In [None]:
# %% Deep learning - Section 12.119
#    Code challenge 19: unbalanced data

#    1) Start from code from video 10.092 (wine dataset)
#    2) Use a leaky ReLU, Adam with initial lr = 0.001, and 500 epochs
#    3) Create a function exporting train/test dataloaders with a specified
#       quality threshold for binarising bad and good wine
#    4) Train the model using thresholds of 4.5/8, 5.5/8, and 6.5/8
#    5) Plot a 3x3 subplot matrix with losses, avg accuracy, and per category
#       accuracy on each line

# This code pertains a deep learning course provided by Mike X. Cohen on Udemy:
#   > https://www.udemy.com/course/deeplearning_x
# The "base" code in this repository is adapted (with very minor modifications)
# from code developed by the course instructor (Mike X. Cohen), while the
# "exercises" and the "code challenges" contain more original solutions and
# creative input from my side. If you are interested in DL (and if you are
# reading this statement, chances are that you are), go check out the course, it
# is singularly good.


In [None]:
# %% Libraries and modules
import numpy               as np
import matplotlib.pyplot   as plt
import torch
import torch.nn            as nn
import seaborn             as sns
import copy
import torch.nn.functional as F
import pandas              as pd
import scipy.stats         as stats
import time

from torch.utils.data                 import DataLoader,TensorDataset
from sklearn.model_selection          import train_test_split
from google.colab                     import files
from torchsummary                     import summary
from IPython                          import display
from matplotlib_inline.backend_inline import set_matplotlib_formats
set_matplotlib_formats('svg')


In [None]:
# %% Function to get data and flexibly split them into two categories

def gen_data(data,split_threshold):

    # Remove some outliers (see lec. 82 for why)
    data = data[data['total sulfur dioxide']<200].copy()

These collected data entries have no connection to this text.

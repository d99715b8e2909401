// Copyright 2026 James Casey
// SPDX-License-Identifier: Apache-2.0

//! The expression type checker and per-class feature checks.
//!
//! [`CheckContext`] owns the class registry and the accumulated diagnostics
//! for one analysis run. Checking is a single structurally recursive pass:
//! every expression yields a static type, and every violation substitutes a
//! safe fallback (usually `Object`) so checking continues past the error.
//! Nothing here panics on malformed input; unknown names and ill-typed
//! subexpressions are ordinary diagnostics.

use ecow::EcoString;

use super::class_registry::ClassRegistry;
use super::features;
use super::scope::TypeEnvironment;
use super::subtype::{is_subtype, lub};
use crate::ast::{self, AttributeDef, ClassDef, Expression, Feature, MethodDef};
use crate::diagnostics::{Diagnostic, DiagnosticKind, SelfTypePosition};

/// State threaded through one type-checking run.
///
/// Owns the registry (read-only from here on) and the append-only diagnostics
/// vector. Environments are not stored here; each method or attribute check
/// builds its own.
#[derive(Debug)]
pub struct CheckContext<'a> {
    registry: ClassRegistry<'a>,
    diagnostics: Vec<Diagnostic>,
}
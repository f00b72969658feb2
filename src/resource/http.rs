//! HTTP implementation of [`ResourceService`].

use reqwest::{Client, Method, Response, StatusCode};
use serde_json::Value;
use tracing::{debug, instrument, warn};
use url::Url;

use crate::config::ServiceConfig;
use crate::error::{GatewayError, Result};
use crate::resource::{Query, ResourceLocator, ResourceService};

/// [`ResourceService`] backed by a reqwest client.
///
/// The client is built once from a validated [`ServiceConfig`] and every
/// request carries the configured credentials as HTTP basic auth. The
/// downstream service is the sole holder of payment state; this client
/// never caches responses.
#[derive(Debug, Clone)]
pub struct HttpResourceService {
    client: Client,
    base_url: Url,
    key: String,
    secret: String,
}

impl HttpResourceService {
    /// Builds a client from configuration.
    ///
    /// # Errors
    ///
    /// Returns [`GatewayError::ConfigError`] if the configuration fails
    /// validation, and [`GatewayError::HttpError`] if the HTTP client
    /// cannot be constructed.
    pub fn new(config: &ServiceConfig) -> Result<Self> {
        config.validate()?;

        let mut base_url = Url::parse(&config.base_url)
            .map_err(|e| GatewayError::ConfigError(format!("invalid base_url: {e}")))?;
        // Url::join treats a path without a trailing slash as a file and
        // would drop its last segment.
        if !base_url.path().ends_with('/') {
            base_url.set_path(&format!("{}/", base_url.path()));
        }

        let client = Client::builder()
            .pool_max_idle_per_host(config.pool_max_idle_per_host)
            .timeout(config.timeout())
            .connect_timeout(config.connect_timeout())
            .build()?;

        Ok(Self {
            client,
            base_url,
            key: config.key.clone(),
            secret: config.secret.clone(),
        })
    }

    fn endpoint(&self, locator: &ResourceLocator) -> Result<Url> {
        self.base_url
            .join(&locator.url_path())
            .map_err(|e| GatewayError::ConfigError(format!("cannot address {locator}: {e}")))
    }

    #[instrument(skip(self, query, payload), fields(target = %locator))]
    async fn execute(
        &self,
        method: Method,
        locator: &ResourceLocator,
        query: &Query,
        payload: Option<&Value>,
    ) -> Result<Value> {
        let url = self.endpoint(locator)?;
        let mut request = self
            .client
            .request(method, url)
            .basic_auth(&self.key, Some(&self.secret));
        if !query.is_empty() {
            request = request.query(query.pairs());
        }
        if let Some(payload) = payload {
            request = request.json(payload);
        }

        let response = request.send().await?;
        self.classify(locator, response).await
    }

    async fn classify(&self, locator: &ResourceLocator, response: Response) -> Result<Value> {
        let status = response.status();
        if status == StatusCode::NOT_FOUND {
            debug!(target = %locator, "downstream returned 404");
            return Err(GatewayError::NotFound(locator.to_string()));
        }
        if status.is_client_error() {
            let body = response.json().await.unwrap_or(Value::Null);
            warn!(target = %locator, status = status.as_u16(), "downstream rejected request");
            return Err(GatewayError::ClientError { status: status.as_u16(), body });
        }
        if status.is_server_error() {
            warn!(target = %locator, status = status.as_u16(), "downstream failure");
            return Err(GatewayError::ServerError { status: status.as_u16() });
        }

        let bytes = response.bytes().await?;
        if status == StatusCode::NO_CONTENT || bytes.is_empty() {
            return Ok(Value::Null);
        }
        serde_json::from_slice(&bytes).map_err(|e| {
            GatewayError::MalformedRecord(format!("unparseable response from {locator}: {e}"))
        })
    }
}

impl ResourceService for HttpResourceService {
    async fn get(&self, locator: &ResourceLocator, query: &Query) -> Result<Value> {
        self.execute(Method::GET, locator, query, None).await
    }

    async fn post(&self, locator: &ResourceLocator, payload: &Value) -> Result<Value> {
        self.execute(Method::POST, locator, &Query::new(), Some(payload)).await
    }

    async fn patch(&self, locator: &ResourceLocator, payload: &Value) -> Result<Value> {
        self.execute(Method::PATCH, locator, &Query::new(), Some(payload)).await
    }
}

#[cfg(test)]
mod tests {
    use super::*;

    fn config() -> ServiceConfig {
        ServiceConfig::new("https://resources.internal/api", "front-door", "s3cret")
    }

    #[test]
    fn test_new_validates_config() {
        let mut bad = config();
        bad.key = String::new();
        assert!(matches!(
            HttpResourceService::new(&bad).unwrap_err(),
            GatewayError::ConfigError(_)
        ));
    }

    #[test]
    fn test_endpoint_joins_under_base_path() {
        let service = HttpResourceService::new(&config()).unwrap();
        let locator = ResourceLocator::from_dotted("generic.transaction").with_id("42");
        assert_eq!(
            service.endpoint(&locator).unwrap().as_str(),
            "https://resources.internal/api/generic/transaction/42/"
        );
    }

    #[test]
    fn test_endpoint_keeps_base_path_without_trailing_slash() {
        // The config's base_url deliberately lacks the trailing slash.
        let service = HttpResourceService::new(&config()).unwrap();
        let locator = ResourceLocator::from_dotted("generic.buyer");
        assert_eq!(
            service.endpoint(&locator).unwrap().as_str(),
            "https://resources.internal/api/generic/buyer/"
        );
    }
}
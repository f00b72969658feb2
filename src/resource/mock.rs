//! Recording mock downstream for unit tests.

use std::collections::{HashMap, VecDeque};
use std::sync::Mutex;

use serde_json::Value;

use crate::error::{GatewayError, Result};
use crate::resource::{Query, ResourceLocator, ResourceService};

/// A programmed downstream outcome.
#[derive(Debug, Clone)]
pub(crate) enum MockOutcome {
    Ok(Value),
    NotFound,
    ClientError(u16, Value),
    ServerError(u16),
}

/// One downstream call as the mock saw it.
#[derive(Debug, Clone)]
pub(crate) struct RecordedCall {
    pub verb: &'static str,
    pub target: String,
    pub query: Query,
    pub payload: Value,
}

/// [`ResourceService`] that replays programmed outcomes and records every
/// call. Outcomes are keyed by `"{verb} {locator}"` (for example
/// `"get generic.buyer"` or `"patch generic.transaction(12)"`) and are
/// consumed in FIFO order. An unprogrammed call panics so a test cannot
/// silently reach the downstream more often than it asserted.
#[derive(Debug, Default)]
pub(crate) struct MockService {
    responses: Mutex<HashMap<String, VecDeque<MockOutcome>>>,
    calls: Mutex<Vec<RecordedCall>>,
}

impl MockService {
    pub(crate) fn new() -> Self {
        Self::default()
    }

    /// Queues `outcome` for the next call matching `key`.
    pub(crate) fn respond(&self, key: &str, outcome: MockOutcome) {
        self.responses
            .lock()
            .unwrap()
            .entry(key.to_owned())
            .or_default()
            .push_back(outcome);
    }

    /// Every call made so far, in order.
    pub(crate) fn calls(&self) -> Vec<RecordedCall> {
        self.calls.lock().unwrap().clone()
    }

    /// How many calls matched `verb` and `target`.
    pub(crate) fn call_count(&self, verb: &str, target: &str) -> usize {
        self.calls
            .lock()
            .unwrap()
            .iter()
            .filter(|call| call.verb == verb && call.target == target)
            .count()
    }

    fn outcome(
        &self,
        verb: &'static str,
        locator: &ResourceLocator,
        query: &Query,
        payload: &Value,
    ) -> Result<Value> {
        let target = locator.to_string();
        self.calls.lock().unwrap().push(RecordedCall {
            verb,
            target: target.clone(),
            query: query.clone(),
            payload: payload.clone(),
        });

        let key = format!("{verb} {target}");
        let outcome = self
            .responses
            .lock()
            .unwrap()
            .get_mut(&key)
            .and_then(VecDeque::pop_front)
            .unwrap_or_else(|| panic!("unexpected downstream call: {key}"));
        match outcome {
            MockOutcome::Ok(value) => Ok(value),
            MockOutcome::NotFound => Err(GatewayError::NotFound(target)),
            MockOutcome::ClientError(status, body) => {
                Err(GatewayError::ClientError { status, body })
            }
            MockOutcome::ServerError(status) => Err(GatewayError::ServerError { status }),
        }
    }
}

impl ResourceService for MockService {
    async fn get(&self, locator: &ResourceLocator, query: &Query) -> Result<Value> {
        self.outcome("get", locator, query, &Value::Null)
    }

    async fn post(&self, locator: &ResourceLocator, payload: &Value) -> Result<Value> {
        self.outcome("post", locator, &Query::new(), payload)
    }

    async fn patch(&self, locator: &ResourceLocator, payload: &Value) -> Result<Value> {
        self.outcome("patch", locator, &Query::new(), payload)
    }
}
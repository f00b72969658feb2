//! Buyer-facing flows composed from the proxy, expansion, and ledger
//! primitives.

pub mod buyers;
pub mod paymethods;
pub mod sale;
pub mod subscriptions;
pub mod transactions;
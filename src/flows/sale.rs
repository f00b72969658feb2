//! One-off sales.

use rust_decimal::Decimal;
use serde_json::{Value, json};
use tracing::info;

use crate::error::Result;
use crate::flows::paymethods::create_pay_method;
use crate::resource::{ResourceLocator, ResourceService};
use crate::session::Principal;

/// Provider endpoint that charges a one-off sale.
pub const SALE: &str = "provider.sale";

/// Input for a one-off sale.
///
/// The downstream validates the pay-method fields (exactly one of nonce
/// or stored URI), so they pass through here unchecked and a rejection
/// comes back as a structured client error.
#[derive(Debug, Clone)]
pub struct SaleParams {
    /// Public id of the product being bought.
    pub product_id: String,
    /// Amount to charge.
    pub amount: Decimal,
    /// One-time client nonce.
    pub nonce: Option<String>,
    /// Resource URI of a stored pay method.
    pub pay_method_uri: Option<String>,
}

/// Charges a one-off sale.
///
/// Sales work for anonymous checkouts too, so the principal is optional.
/// When a signed-in buyer pays with a nonce, the method is also stored
/// for later use; a failure there does not undo the completed charge and
/// is propagated after the sale.
pub async fn create_sale<S: ResourceService>(
    service: &S,
    principal: Option<&Principal>,
    params: &SaleParams,
) -> Result<Value> {
    info!(product = %params.product_id, "charging sale");
    let sale = service
        .post(
            &ResourceLocator::from_dotted(SALE),
            &json!({
                "amount": params.amount,
                "product_id": params.product_id,
                "nonce": params.nonce,
                "paymethod": params.pay_method_uri,
            }),
        )
        .await?;

    if let Some(principal) = principal
        && let Some(nonce) = &params.nonce
    {
        create_pay_method(service, principal, nonce).await?;
    }
    Ok(sale)
}
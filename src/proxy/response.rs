//! Proxy responses and the structured error body.
//!
//! Every non-2xx body a proxy returns has the same two-key shape:
//! `error_message` is a fixed human-readable string per status, and
//! `error_response` carries structured detail. String detail is wrapped
//! under the `__all__` form-error key so clients can treat every detail
//! payload as a field-to-messages map.

use serde_json::{Value, json};

/// Status and JSON body a proxy hands back to the HTTP layer.
#[derive(Debug, Clone, PartialEq, Eq)]
pub struct ProxyResponse {
    /// HTTP status code.
    pub status: u16,
    /// JSON body.
    pub body: Value,
}

impl ProxyResponse {
    /// A 200 response carrying the downstream's body verbatim.
    #[must_use]
    pub fn ok(body: Value) -> Self {
        Self { status: 200, body }
    }

    /// Whether the status is in the 2xx range.
    #[must_use]
    pub fn is_success(&self) -> bool {
        (200..300).contains(&self.status)
    }
}

fn error(status: u16, message: &str, detail: Option<Value>) -> ProxyResponse {
    let error_response = match detail {
        Some(Value::String(s)) => json!({ "__all__": [s] }),
        Some(detail) => detail,
        None => json!({}),
    };
    ProxyResponse {
        status,
        body: json!({
            "error_message": message,
            "error_response": error_response,
        }),
    }
}

/// A 400 response, carrying the downstream's rejection detail when given.
#[must_use]
pub fn error_400(detail: Option<Value>) -> ProxyResponse {
    error(400, "Bad Request", detail)
}

/// A 403 response.
#[must_use]
pub fn error_403(detail: Option<Value>) -> ProxyResponse {
    error(403, "Forbidden", detail)
}

/// A 404 response.
#[must_use]
pub fn error_404(detail: Option<Value>) -> ProxyResponse {
    error(404, "Not Found", detail)
}

/// A 405 response.
#[must_use]
pub fn error_405(detail: Option<Value>) -> ProxyResponse {
    error(405, "Method Not Allowed", detail)
}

    # Z-score all the variables but quality
    cols2zscore = data.keys()
    cols2zscore = cols2zscore.drop('quality')

    for col in cols2zscore:
        mean_val      = np.mean(data[col])
        std_val       = np.std(data[col])
        data.loc[:,col] = (data[col] - mean_val) / std_val

    # Binarise quality according to input threshold
    data.loc[:,'boolean_quality'] = 0
    data.loc[data['quality']>split_threshold, 'boolean_quality'] = 1
    data.loc[data['quality']<split_threshold, 'boolean_quality'] = 0 # Implicit but here for clarity

    # Convert from pandas dataframe to PyTorch tensor
    data_t = torch.tensor( data[cols2zscore].values ).float()
    labels = torch.tensor( data['boolean_quality'].values ).float()

    # Labels need to be multidimentional for PyTorch, not an array, and need to be long integers too
    labels = labels[:,None]

    # Split with scikitlearn
    train_data,test_data,train_labels,test_labels = train_test_split(data_t,labels,test_size=0.1)

    # Convert into PyTorch datasets
    train_data = TensorDataset(train_data,train_labels)
    test_data  = TensorDataset(test_data,test_labels)

    # Convert into DataLoader objects
    batch_size   = 32
    train_loader = DataLoader(train_data,batch_size=batch_size,shuffle=True,drop_last=True)
    test_loader  = DataLoader(test_data,batch_size=test_data.tensors[0].shape[0])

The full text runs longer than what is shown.